Source records
========

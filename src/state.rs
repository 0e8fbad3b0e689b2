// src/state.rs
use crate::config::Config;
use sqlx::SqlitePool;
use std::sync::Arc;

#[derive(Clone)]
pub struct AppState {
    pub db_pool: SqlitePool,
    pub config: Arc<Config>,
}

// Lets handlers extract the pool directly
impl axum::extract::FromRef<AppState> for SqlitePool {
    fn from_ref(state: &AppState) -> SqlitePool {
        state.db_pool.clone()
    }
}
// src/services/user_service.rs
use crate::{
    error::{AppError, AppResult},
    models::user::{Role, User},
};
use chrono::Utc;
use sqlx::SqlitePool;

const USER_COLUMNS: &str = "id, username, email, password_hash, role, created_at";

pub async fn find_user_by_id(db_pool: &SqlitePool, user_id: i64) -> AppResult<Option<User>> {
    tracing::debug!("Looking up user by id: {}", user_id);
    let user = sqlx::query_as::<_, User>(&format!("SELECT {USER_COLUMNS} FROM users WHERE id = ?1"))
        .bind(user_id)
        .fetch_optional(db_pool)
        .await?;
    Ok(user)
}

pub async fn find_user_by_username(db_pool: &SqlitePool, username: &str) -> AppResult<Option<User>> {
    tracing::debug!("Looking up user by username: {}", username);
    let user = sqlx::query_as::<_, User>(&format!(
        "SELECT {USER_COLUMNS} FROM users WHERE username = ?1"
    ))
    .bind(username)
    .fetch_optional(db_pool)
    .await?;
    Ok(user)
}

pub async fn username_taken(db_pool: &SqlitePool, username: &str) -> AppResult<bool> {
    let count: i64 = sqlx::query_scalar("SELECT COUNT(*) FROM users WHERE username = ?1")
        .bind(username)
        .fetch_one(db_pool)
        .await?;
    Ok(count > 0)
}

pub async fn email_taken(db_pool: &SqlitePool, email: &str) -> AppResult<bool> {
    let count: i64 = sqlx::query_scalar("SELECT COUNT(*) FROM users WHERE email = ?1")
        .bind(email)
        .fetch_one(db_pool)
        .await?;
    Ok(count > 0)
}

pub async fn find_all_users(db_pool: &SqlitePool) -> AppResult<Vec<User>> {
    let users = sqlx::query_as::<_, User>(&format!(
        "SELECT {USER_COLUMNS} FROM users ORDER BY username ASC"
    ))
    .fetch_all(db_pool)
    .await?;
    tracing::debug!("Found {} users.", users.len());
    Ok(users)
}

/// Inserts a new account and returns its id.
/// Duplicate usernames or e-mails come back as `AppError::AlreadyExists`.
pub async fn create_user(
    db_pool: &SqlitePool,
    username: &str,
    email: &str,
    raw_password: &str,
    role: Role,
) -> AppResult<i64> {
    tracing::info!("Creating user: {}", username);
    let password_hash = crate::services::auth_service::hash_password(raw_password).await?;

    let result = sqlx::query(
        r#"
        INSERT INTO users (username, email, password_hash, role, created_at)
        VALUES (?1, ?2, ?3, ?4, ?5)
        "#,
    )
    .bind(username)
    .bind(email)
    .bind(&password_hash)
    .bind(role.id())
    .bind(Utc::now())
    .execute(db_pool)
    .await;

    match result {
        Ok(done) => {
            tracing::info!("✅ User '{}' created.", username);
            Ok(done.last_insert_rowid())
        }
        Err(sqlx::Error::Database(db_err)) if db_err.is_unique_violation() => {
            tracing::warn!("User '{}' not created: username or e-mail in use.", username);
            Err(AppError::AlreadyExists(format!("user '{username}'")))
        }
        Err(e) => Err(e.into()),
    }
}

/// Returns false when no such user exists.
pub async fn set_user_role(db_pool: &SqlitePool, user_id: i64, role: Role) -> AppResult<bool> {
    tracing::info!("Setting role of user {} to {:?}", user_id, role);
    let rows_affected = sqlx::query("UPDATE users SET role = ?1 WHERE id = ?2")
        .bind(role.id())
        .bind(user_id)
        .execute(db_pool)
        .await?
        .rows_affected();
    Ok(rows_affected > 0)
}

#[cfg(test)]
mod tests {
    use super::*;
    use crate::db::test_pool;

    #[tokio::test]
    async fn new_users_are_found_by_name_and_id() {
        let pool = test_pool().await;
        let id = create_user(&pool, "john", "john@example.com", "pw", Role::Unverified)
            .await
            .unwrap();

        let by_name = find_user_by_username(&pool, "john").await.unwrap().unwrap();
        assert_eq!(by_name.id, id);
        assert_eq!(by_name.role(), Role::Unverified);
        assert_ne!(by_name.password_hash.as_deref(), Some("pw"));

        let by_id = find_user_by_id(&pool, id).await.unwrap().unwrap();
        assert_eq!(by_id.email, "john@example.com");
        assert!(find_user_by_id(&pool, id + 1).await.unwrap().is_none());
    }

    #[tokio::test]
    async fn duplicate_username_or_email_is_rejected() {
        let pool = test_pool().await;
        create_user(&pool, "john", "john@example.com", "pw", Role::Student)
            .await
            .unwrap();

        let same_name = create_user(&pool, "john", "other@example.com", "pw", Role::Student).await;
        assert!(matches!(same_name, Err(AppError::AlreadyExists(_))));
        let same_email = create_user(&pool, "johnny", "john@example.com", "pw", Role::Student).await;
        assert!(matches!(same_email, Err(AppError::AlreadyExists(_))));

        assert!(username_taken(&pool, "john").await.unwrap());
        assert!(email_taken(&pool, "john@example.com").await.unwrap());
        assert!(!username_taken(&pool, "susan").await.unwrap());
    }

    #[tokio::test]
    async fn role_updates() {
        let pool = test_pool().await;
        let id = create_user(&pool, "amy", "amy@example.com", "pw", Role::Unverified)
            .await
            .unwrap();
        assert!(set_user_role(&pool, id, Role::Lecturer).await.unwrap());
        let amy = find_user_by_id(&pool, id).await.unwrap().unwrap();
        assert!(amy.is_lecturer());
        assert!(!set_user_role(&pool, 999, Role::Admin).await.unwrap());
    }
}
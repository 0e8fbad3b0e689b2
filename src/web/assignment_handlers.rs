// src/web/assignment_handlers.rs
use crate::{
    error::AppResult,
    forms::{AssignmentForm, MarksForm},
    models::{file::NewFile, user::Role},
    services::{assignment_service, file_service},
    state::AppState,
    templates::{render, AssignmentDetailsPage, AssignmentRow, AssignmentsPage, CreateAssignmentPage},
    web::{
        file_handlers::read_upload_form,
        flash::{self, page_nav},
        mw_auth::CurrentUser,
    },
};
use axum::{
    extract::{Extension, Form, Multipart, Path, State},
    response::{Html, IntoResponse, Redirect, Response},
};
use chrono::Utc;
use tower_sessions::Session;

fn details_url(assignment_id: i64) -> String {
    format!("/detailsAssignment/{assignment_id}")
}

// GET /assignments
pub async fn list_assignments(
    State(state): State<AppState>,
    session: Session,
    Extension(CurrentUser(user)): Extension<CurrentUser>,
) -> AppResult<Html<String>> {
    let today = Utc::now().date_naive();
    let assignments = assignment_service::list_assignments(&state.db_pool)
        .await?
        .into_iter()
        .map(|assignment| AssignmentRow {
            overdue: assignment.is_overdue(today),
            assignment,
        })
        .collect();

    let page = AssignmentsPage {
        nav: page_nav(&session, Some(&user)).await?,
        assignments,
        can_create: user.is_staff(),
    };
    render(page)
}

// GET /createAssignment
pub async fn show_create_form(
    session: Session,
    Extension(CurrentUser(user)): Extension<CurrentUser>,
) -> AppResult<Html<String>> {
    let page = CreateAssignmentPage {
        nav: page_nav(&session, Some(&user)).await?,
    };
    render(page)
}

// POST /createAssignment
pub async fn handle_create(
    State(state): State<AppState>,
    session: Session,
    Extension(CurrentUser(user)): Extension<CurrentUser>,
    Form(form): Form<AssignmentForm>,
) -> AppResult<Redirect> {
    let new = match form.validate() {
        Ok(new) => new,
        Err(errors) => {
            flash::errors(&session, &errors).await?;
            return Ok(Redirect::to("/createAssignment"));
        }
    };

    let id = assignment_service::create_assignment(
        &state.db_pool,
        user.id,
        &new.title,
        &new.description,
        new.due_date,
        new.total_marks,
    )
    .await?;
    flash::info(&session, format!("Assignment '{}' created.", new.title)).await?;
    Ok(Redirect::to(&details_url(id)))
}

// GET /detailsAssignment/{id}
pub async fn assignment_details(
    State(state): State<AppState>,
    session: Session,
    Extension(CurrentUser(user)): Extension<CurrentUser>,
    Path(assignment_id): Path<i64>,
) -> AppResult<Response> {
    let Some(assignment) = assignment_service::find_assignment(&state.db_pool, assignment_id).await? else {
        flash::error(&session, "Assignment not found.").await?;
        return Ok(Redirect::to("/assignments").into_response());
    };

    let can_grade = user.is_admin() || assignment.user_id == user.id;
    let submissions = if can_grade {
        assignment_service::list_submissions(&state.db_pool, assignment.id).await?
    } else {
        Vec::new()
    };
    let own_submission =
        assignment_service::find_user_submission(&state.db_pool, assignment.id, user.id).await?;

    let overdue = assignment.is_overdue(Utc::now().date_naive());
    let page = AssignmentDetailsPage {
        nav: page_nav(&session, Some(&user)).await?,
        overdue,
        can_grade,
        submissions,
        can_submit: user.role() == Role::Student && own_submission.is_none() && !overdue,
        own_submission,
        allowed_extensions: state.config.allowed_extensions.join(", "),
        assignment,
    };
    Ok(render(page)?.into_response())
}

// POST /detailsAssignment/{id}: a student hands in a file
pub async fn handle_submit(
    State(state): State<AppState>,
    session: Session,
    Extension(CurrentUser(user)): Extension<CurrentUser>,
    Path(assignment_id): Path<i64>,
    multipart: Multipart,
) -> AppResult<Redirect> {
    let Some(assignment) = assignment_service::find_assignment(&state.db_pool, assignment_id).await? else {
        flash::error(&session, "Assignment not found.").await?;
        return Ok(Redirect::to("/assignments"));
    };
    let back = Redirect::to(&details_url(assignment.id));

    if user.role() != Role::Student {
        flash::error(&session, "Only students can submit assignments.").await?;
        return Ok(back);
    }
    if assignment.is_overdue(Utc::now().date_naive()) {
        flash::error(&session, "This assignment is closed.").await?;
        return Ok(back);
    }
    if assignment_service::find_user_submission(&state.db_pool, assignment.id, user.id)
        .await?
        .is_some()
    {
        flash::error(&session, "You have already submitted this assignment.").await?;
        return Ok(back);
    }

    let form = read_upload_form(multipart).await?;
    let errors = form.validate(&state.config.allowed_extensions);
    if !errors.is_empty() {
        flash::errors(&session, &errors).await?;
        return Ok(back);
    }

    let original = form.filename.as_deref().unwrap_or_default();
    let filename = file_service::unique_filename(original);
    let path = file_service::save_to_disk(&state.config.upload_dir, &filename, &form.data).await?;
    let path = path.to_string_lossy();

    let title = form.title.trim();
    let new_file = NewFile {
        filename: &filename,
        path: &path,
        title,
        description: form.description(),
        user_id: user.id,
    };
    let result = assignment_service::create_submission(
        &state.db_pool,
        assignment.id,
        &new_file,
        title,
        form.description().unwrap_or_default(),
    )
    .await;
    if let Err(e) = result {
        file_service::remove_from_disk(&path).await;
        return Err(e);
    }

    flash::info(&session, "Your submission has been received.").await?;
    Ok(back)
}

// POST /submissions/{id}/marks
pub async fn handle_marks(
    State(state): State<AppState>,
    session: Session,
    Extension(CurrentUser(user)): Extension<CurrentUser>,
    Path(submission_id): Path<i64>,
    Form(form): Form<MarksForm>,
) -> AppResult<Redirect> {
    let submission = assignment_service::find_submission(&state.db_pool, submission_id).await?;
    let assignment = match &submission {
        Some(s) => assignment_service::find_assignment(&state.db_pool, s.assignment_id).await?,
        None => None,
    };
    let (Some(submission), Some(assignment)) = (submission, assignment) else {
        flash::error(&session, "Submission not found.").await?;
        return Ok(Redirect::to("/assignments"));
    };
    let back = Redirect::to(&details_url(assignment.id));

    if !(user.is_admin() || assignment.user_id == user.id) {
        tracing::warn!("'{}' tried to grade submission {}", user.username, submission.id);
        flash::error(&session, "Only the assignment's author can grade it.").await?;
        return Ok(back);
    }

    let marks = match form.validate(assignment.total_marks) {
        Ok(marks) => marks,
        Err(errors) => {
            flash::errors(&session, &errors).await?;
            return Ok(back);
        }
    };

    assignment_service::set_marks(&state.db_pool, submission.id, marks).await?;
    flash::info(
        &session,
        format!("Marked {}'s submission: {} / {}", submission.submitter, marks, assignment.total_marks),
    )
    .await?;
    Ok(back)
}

========

▸ What this task involves
Whenever the word "AssignmentDetailsPage" occurs in a line above, copy that line.

▸ Result for this exercise
    templates::{render, AssignmentDetailsPage, AssignmentRow, AssignmentsPage, CreateAssignmentPage},
    let page = AssignmentDetailsPage {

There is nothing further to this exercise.